By utilizing Real-time polymerase chain reaction (PCR)-Qualitative, HSV has been demonstrated in asymptomatic patients on 28% of days tested versus 8.1% by viral isolation. As a result, the rate of detection for Real-time polymerase chain reaction (PCR)-Qualitative is 3.5 times that of a traditional viral culture in asymptomatic patients. Asymptomatic shedding was shown on 60% of days where HSVDNA was measured by Real-time polymerase chain reaction (PCR)-Qualitative. Patients with ulcerative lesions have positive Real-time polymerase chain reaction (PCR)-Qualitative results on 15 of 17 days (88.2%) versus positive culture results on 3 of 17 days (17.6%). Culture isolation or immunologic analysis of HSV from cerebrospinal fluid (CSF) is limited.

These techniques lack sensitivity and specificity and do not yield results quickly.
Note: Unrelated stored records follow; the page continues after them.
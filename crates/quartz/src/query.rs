// SPDX-License-Identifier: MIT
// Copyright (c) 2026 Alfred Jean LLC

//! Query string parsing for intercepted URLs.
//!
//! Parsing never fails: tokens without an `=` are dropped, and values that are not valid percent-encoded UTF-8 decode
//! lossily.

use percent_encoding::percent_decode_str;
use std::sync::Arc;

/// Pluggable URL → query mapping function
pub type QueryParser = Arc<dyn Fn(&str) -> QueryMap + Send + Sync>;

/// Parser used when no override is configured
pub fn default_parser() -> QueryParser {
    Arc::new(QueryMap::from_url)
}

/// Flat, insertion-ordered mapping of query parameters.
///
/// Keys are stored as sent. When a key has upper-case characters, its
/// lower-cased form is stored as well (unless that key was already present),
/// so handlers can look parameters up without caring about case.
#[derive(Clone, Debug, Default, PartialEq, Eq)]
pub struct QueryMap {
    pairs: Vec<(String, String)>,
}

impl QueryMap {
    pub fn new() -> Self {
        Self::default()
    }

    /// Parse the part of `url` after the first `?`
    pub fn from_url(url: &str) -> Self {
        match url.split_once('?') {
            Some((_, query)) => Self::parse(query),
            None => Self::new(),
        }
    }

    /// Parse a bare query string such as `a=1&b=2`
    pub fn parse(query: &str) -> Self {
        let mut map = Self::new();
        for token in query.split('&') {
            // `&amp;` arrives as `&` followed by an `amp;` token
            let token = token.strip_prefix("amp;").unwrap_or(token);
            let Some((key, raw)) = token.split_once('=') else {
                continue;
            };
            let value = decode_value(raw);
            let lower = key.to_lowercase();
            if lower != key && !map.contains_key(&lower) {
                map.insert(lower, value.clone());
            }
            map.insert(key.to_string(), value);
        }
        map
    }

    /// Insert or replace a value, keeping the key's original position
    pub fn insert(&mut self, key: impl Into<String>, value: impl Into<String>) {
        let key = key.into();
        let value = value.into();
        match self.pairs.iter_mut().find(|(k, _)| *k == key) {
            Some(slot) => slot.1 = value,
            None => self.pairs.push((key, value)),
        }
    }

    pub fn get(&self, key: &str) -> Option<&str> {
        self.pairs
            .iter()
            .find(|(k, _)| k == key)
            .map(|(_, v)| v.as_str())
    }

    /// Exact lookup first, then the first key equal ignoring case
    pub fn get_ignore_case(&self, key: &str) -> Option<&str> {
        self.get(key).or_else(|| {
            self.pairs
                .iter()
                .find(|(k, _)| k.eq_ignore_ascii_case(key))
                .map(|(_, v)| v.as_str())
        })
    }

    pub fn contains_key(&self, key: &str) -> bool {
        self.pairs.iter().any(|(k, _)| k == key)
    }

    pub fn len(&self) -> usize {
        self.pairs.len()
    }

    pub fn is_empty(&self) -> bool {
        self.pairs.is_empty()
    }

    pub fn iter(&self) -> impl Iterator<Item = (&str, &str)> {
        self.pairs.iter().map(|(k, v)| (k.as_str(), v.as_str()))
    }
}

impl<K: Into<String>, V: Into<String>> FromIterator<(K, V)> for QueryMap {
    fn from_iter<I: IntoIterator<Item = (K, V)>>(iter: I) -> Self {
        let mut map = Self::new();
        for (k, v) in iter {
            map.insert(k, v);
        }
        map
    }
}

/// `+` means space in form encoding, so swap it before percent-decoding
fn decode_value(raw: &str) -> String {
    let spaced = raw.replace('+', " ");
    percent_decode_str(&spaced).decode_utf8_lossy().into_owned()
}

#[cfg(test)]
#[path = "query_tests.rs"]
mod tests;
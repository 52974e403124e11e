use std::collections::HashSet;

use tokio::sync::RwLock;

use crate::conversation;
use crate::event::model::Command;

use super::Sender;

// Tracks which rooms this connection has been subscribed to, so the join
// command goes out at most once per room per connection lifetime. Membership
// does not survive a reconnect, so the set is cleared on disconnect and
// re-derived from the inbox.
pub struct RoomSubscriber {
    sender: Sender,
    joined: RwLock<HashSet<conversation::Id>>,
}

impl RoomSubscriber {
    pub fn new(sender: Sender) -> Self {
        Self {
            sender,
            joined: RwLock::new(HashSet::new()),
        }
    }
}

impl RoomSubscriber {
    pub async fn ensure_joined(&self, id: &conversation::Id) -> super::Result<()> {
        if !self.sender.is_connected() {
            return Ok(());
        }

        let mut joined = self.joined.write().await;
        if joined.contains(id) {
            return Ok(());
        }

        self.sender.send(Command::JoinRoom {
            conversation_id: id.clone(),
        })?;
        joined.insert(id.clone());

        Ok(())
    }

    pub async fn is_joined(&self, id: &conversation::Id) -> bool {
        self.joined.read().await.contains(id)
    }

    pub async fn clear(&self) {
        self.joined.write().await.clear();
    }
}
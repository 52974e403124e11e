use async_trait::async_trait;
use serde::{Deserialize, Serialize};

use crate::integration::http;
use crate::user;

use super::Id;
use super::model::{Conversation, ConversationDto};

#[async_trait]
pub trait ConversationRepository {
    async fn find_all(&self) -> super::Result<Vec<Conversation>>;

    async fn mark_as_read(&self, id: &Id) -> super::Result<()>;

    async fn init(
        &self,
        owner: &user::Id,
        counterpart: &user::Id,
        shipment_id: Option<&str>,
    ) -> super::Result<Conversation>;
}

pub struct HttpConversationRepository {
    http: http::Client,
}

impl HttpConversationRepository {
    pub fn new(http: http::Client) -> Self {
        Self { http }
    }
}

// The inbox endpoint has returned both a wrapped object and a bare array.
#[derive(Deserialize)]
#[serde(untagged)]
enum InboxResponse {
    Wrapped { conversations: Vec<ConversationDto> },
    Bare(Vec<ConversationDto>),
}

#[derive(Serialize)]
#[serde(rename_all = "camelCase")]
struct InitRequest<'a> {
    user_id: &'a user::Id,
    target_user_id: &'a user::Id,
    #[serde(skip_serializing_if = "Option::is_none")]
    shipment_id: Option<&'a str>,
}

#[async_trait]
impl ConversationRepository for HttpConversationRepository {
    async fn find_all(&self) -> super::Result<Vec<Conversation>> {
        let response: InboxResponse = self.http.get("/chat/inbox").await?;

        let conversations = match response {
            InboxResponse::Wrapped { conversations } | InboxResponse::Bare(conversations) => {
                conversations
            }
        };

        Ok(conversations.into_iter().map(Conversation::from).collect())
    }

    async fn mark_as_read(&self, id: &Id) -> super::Result<()> {
        self.http.patch(&format!("/chat/{id}/read")).await?;
        Ok(())
    }

    async fn init(
        &self,
        owner: &user::Id,
        counterpart: &user::Id,
        shipment_id: Option<&str>,
    ) -> super::Result<Conversation> {
        let request = InitRequest {
            user_id: owner,
            target_user_id: counterpart,
            shipment_id,
        };

        let dto: ConversationDto = self.http.post("/chat/init", &request).await?;
        Ok(dto.into())
    }
}
use std::sync::Arc;

use log::{debug, error, warn};
use tokio::sync::{RwLock, watch};

use crate::channel::rooms::RoomSubscriber;
use crate::event::model::MessageEvent;
use crate::user;

use super::Id;
use super::model::Conversation;

// Holds the ordered inbox and reconciles it against both full refreshes and
// incremental message events. The server stays authoritative; everything here
// is a best-effort in-memory view rebuilt on every session.
#[derive(Clone)]
pub struct InboxService {
    repo: super::Repository,
    rooms: Arc<RoomSubscriber>,
    user: user::Id,
    conversations: Arc<RwLock<Vec<Conversation>>>,
    active: Arc<RwLock<Option<Id>>>,
    loading: Arc<watch::Sender<bool>>,
    updated: Arc<watch::Sender<u64>>,
}

impl InboxService {
    pub fn new(repo: super::Repository, rooms: Arc<RoomSubscriber>, user: user::Id) -> Self {
        let (loading, _) = watch::channel(false);
        let (updated, _) = watch::channel(0);

        Self {
            repo,
            rooms,
            user,
            conversations: Arc::new(RwLock::new(Vec::new())),
            active: Arc::new(RwLock::new(None)),
            loading: Arc::new(loading),
            updated: Arc::new(updated),
        }
    }
}

impl InboxService {
    pub async fn refresh(&self) -> super::Result<()> {
        self.loading.send_replace(true);
        let result = self.repo.find_all().await;
        self.loading.send_replace(false);

        let mut conversations = result?;
        // Stable sort on the recency key only, so equal timestamps keep their
        // relative order within a pass.
        conversations.sort_by(|a, b| b.recency().cmp(&a.recency()));

        *self.conversations.write().await = conversations;
        self.notify();

        self.sync_rooms().await;
        Ok(())
    }

    pub async fn apply(&self, event: &MessageEvent) {
        let Some(id) = event.conversation_id() else {
            debug!("message event without a conversation id, falling back to refresh");
            self.refresh_fallback().await;
            return;
        };

        let active = self.active.read().await.clone();

        let known = {
            let mut conversations = self.conversations.write().await;
            match conversations.iter().position(|c| c.id() == id) {
                None => false,
                Some(index) => {
                    let mut conversation = conversations.remove(index);
                    conversation.touch(event.content_preview(), event.created_at());

                    let own = event.sender().is_some_and(|sender| sender == &self.user);
                    if own || active.as_ref() == Some(id) {
                        conversation.reset_unread();
                    } else {
                        conversation.increment_unread();
                    }

                    conversations.insert(0, conversation);
                    true
                }
            }
        };

        if known {
            self.notify();
        } else {
            debug!("message event for unknown conversation {id}, falling back to refresh");
            self.refresh_fallback().await;
        }
    }

    pub async fn mark_as_read(&self, id: &Id) {
        {
            let mut conversations = self.conversations.write().await;
            if let Some(conversation) = conversations.iter_mut().find(|c| c.id() == id) {
                conversation.reset_unread();
            }
        }
        self.notify();

        // Read state is best-effort: the optimistic reset above stays even if
        // persisting it fails.
        let repo = self.repo.clone();
        let id = id.clone();
        tokio::spawn(async move {
            if let Err(e) = repo.mark_as_read(&id).await {
                warn!("failed to persist read state for {id}: {e:?}");
            }
        });
    }

    pub async fn enter(&self, id: &Id) {
        *self.active.write().await = Some(id.clone());
        self.mark_as_read(id).await;
    }

    pub async fn leave(&self) {
        *self.active.write().await = None;
    }

    pub async fn init(
        &self,
        counterpart: &user::Id,
        shipment_id: Option<&str>,
    ) -> super::Result<Conversation> {
        if counterpart == &self.user {
            return Err(super::Error::SelfConversation);
        }

        self.repo.init(&self.user, counterpart, shipment_id).await
    }
}

impl InboxService {
    pub async fn sync_rooms(&self) {
        let conversations = self.conversations.read().await;
        for conversation in conversations.iter() {
            if let Err(e) = self.rooms.ensure_joined(conversation.id()).await {
                warn!("failed to join room {}: {e:?}", conversation.id());
            }
        }
    }

    pub async fn snapshot(&self) -> Vec<Conversation> {
        self.conversations.read().await.clone()
    }

    pub async fn clear(&self) {
        self.conversations.write().await.clear();
        *self.active.write().await = None;
        self.notify();
    }

    pub fn loading(&self) -> watch::Receiver<bool> {
        self.loading.subscribe()
    }

    pub fn updated(&self) -> watch::Receiver<u64> {
        self.updated.subscribe()
    }

    async fn refresh_fallback(&self) {
        if let Err(e) = self.refresh().await {
            error!("failed to refresh inbox: {e:?}");
        }
    }

    fn notify(&self) {
        self.updated.send_modify(|generation| *generation += 1);
    }
}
Real time polymerase chain reaction (PCR)-Qualitative offers a rapid and sensitive way to test for HSV. In Conclusion, the detection of HSV DNA by Real-time polymerase chain reaction (PCR)-Qualitative has been proven to be the most specific, rapid and sensitive means to diagnosis anogenital and CNS infections.

References
1. Marchant J, Roe A. Genital herpes: Recognizing and addressing patients’ needs. Herpes J 1997; 4:36:41.
2. Walt A. Subclinical shedding of herpes simplex virus in genital tract: implications from transmission Herpes J 1997;4:20-35
3. Cone Wyatt, Richard, et al. Extended duration of herpes simplex virus DNA in gential lesion detected by the polymerase chain reaction. J Infect Dis 1991 Oct;146(4):757-60.